- Opening Delimiter -

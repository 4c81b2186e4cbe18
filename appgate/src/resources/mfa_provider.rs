use tfplug::defaults::StaticDefault;
use tfplug::schema::{AttributeBuilder, AttributeType, Schema, SchemaBuilder};
use tfplug::types::{Diagnostic, Dynamic};
use tfplug::validators::{IntBetween, StringOneOf};

use super::common::{base_attributes, base_state, optional_bool, required_name, secret, string_list, tags};
use super::engine::{ManagedResource, Reconciler};
use super::state::{Attrs, StateBuilder};
use crate::api::mfa_providers::MfaProvider;
use crate::api::{ApiRevision, Client, Collection};

pub struct MfaProviderReconciler;

pub fn mfa_provider() -> ManagedResource<MfaProviderReconciler> {
    ManagedResource::new(MfaProviderReconciler)
}

impl Reconciler for MfaProviderReconciler {
    type Model = MfaProvider;

    fn type_name(&self) -> &'static str {
        "appgate_mfa_provider"
    }

    fn schema(&self) -> Schema {
        SchemaBuilder::new()
            .description("Second factor used by identity providers and conditions")
            .attributes(base_attributes("MFA provider"))
            .attribute(
                AttributeBuilder::new("type", AttributeType::String)
                    .description("Radius or DefaultTimeBased")
                    .required()
                    .force_new()
                    .validator(StringOneOf::create(&["Radius", "DefaultTimeBased"]))
                    .build(),
            )
            .attribute(string_list("hostnames", "RADIUS servers, tried in order"))
            .attribute(
                AttributeBuilder::new("port", AttributeType::Number)
                    .description("RADIUS port")
                    .optional()
                    .default(StaticDefault::number(1812.0))
                    .validator(IntBetween::create(1, 65535))
                    .build(),
            )
            .attribute(
                AttributeBuilder::new("input_type", AttributeType::String)
                    .description("How the client asks for the code")
                    .optional()
                    .default(StaticDefault::string("Masked"))
                    .validator(StringOneOf::create(&["Masked", "Numeric"]))
                    .build(),
            )
            .attribute(secret("shared_secret", "RADIUS shared secret"))
            .attribute(
                AttributeBuilder::new("authentication_protocol", AttributeType::String)
                    .description("RADIUS authentication protocol")
                    .optional()
                    .default(StaticDefault::string("CHAP"))
                    .validator(StringOneOf::create(&["PAP", "CHAP"]))
                    .build(),
            )
            .attribute(
                AttributeBuilder::new("timeout", AttributeType::Number)
                    .description("Seconds to wait for the RADIUS server")
                    .optional()
                    .default(StaticDefault::number(10.0))
                    .build(),
            )
            .attribute(
                AttributeBuilder::new("mode", AttributeType::String)
                    .description("OneFactor or Challenge")
                    .optional()
                    .default(StaticDefault::string("OneFactor"))
                    .validator(StringOneOf::create(&["OneFactor", "Challenge"]))
                    .build(),
            )
            .attribute(optional_bool(
                "use_user_password",
                "Send the user's password along with the code",
            ))
            .attribute(secret(
                "challenge_shared_secret",
                "Shared secret of the challenge exchange",
            ))
            .build()
    }

    fn collection<'a>(&self, client: &'a Client) -> Collection<'a, Self::Model> {
        client.mfa_providers()
    }

    fn expand(
        &self,
        _schema: &Schema,
        planned: &Dynamic,
        _revision: ApiRevision,
        model: &mut Self::Model,
    ) -> Result<(), Diagnostic> {
        let config = Attrs::new(planned);
        model.name = required_name(&config)?;
        model.notes = config.string("notes");
        model.tags = tags(&config);
        model.kind = config.string("type").unwrap_or_default();
        model.hostnames = config.strings("hostnames");
        model.port = config.int("port");
        model.input_type = config.string("input_type");
        if let Some(secret) = config.non_empty_string("shared_secret") {
            model.shared_secret = Some(secret);
        }
        model.authentication_protocol = config.string("authentication_protocol");
        model.timeout = config.int("timeout");
        model.mode = config.string("mode");
        model.use_user_password = config.bool("use_user_password");
        if let Some(secret) = config.non_empty_string("challenge_shared_secret") {
            model.challenge_shared_secret = Some(secret);
        }
        Ok(())
    }

    fn flatten(&self, _schema: &Schema, model: &Self::Model, _revision: ApiRevision) -> StateBuilder {
        base_state(&model.id, &model.name, model.notes.as_deref(), &model.tags)
            .string("type", &model.kind)
            .list("hostnames", model.hostnames.iter().cloned())
            .opt_int("port", model.port)
            .opt_string("input_type", model.input_type.clone())
            .opt_string("authentication_protocol", model.authentication_protocol.clone())
            .opt_int("timeout", model.timeout)
            .opt_string("mode", model.mode.clone())
            .opt_bool("use_user_password", model.use_user_password)
    }
}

- Closing Delimiter -

● **Problem**: Take the lines above from the one containing "pub fn mfa_provider()" to the one containing "fn schema(&self) ->" and retype them exactly, both ends included, with nothing added.

● **Task output**:
pub fn mfa_provider() -> ManagedResource<MfaProviderReconciler> {
    ManagedResource::new(MfaProviderReconciler)
}

impl Reconciler for MfaProviderReconciler {
    type Model = MfaProvider;

    fn type_name(&self) -> &'static str {
        "appgate_mfa_provider"
    }

    fn schema(&self) -> Schema {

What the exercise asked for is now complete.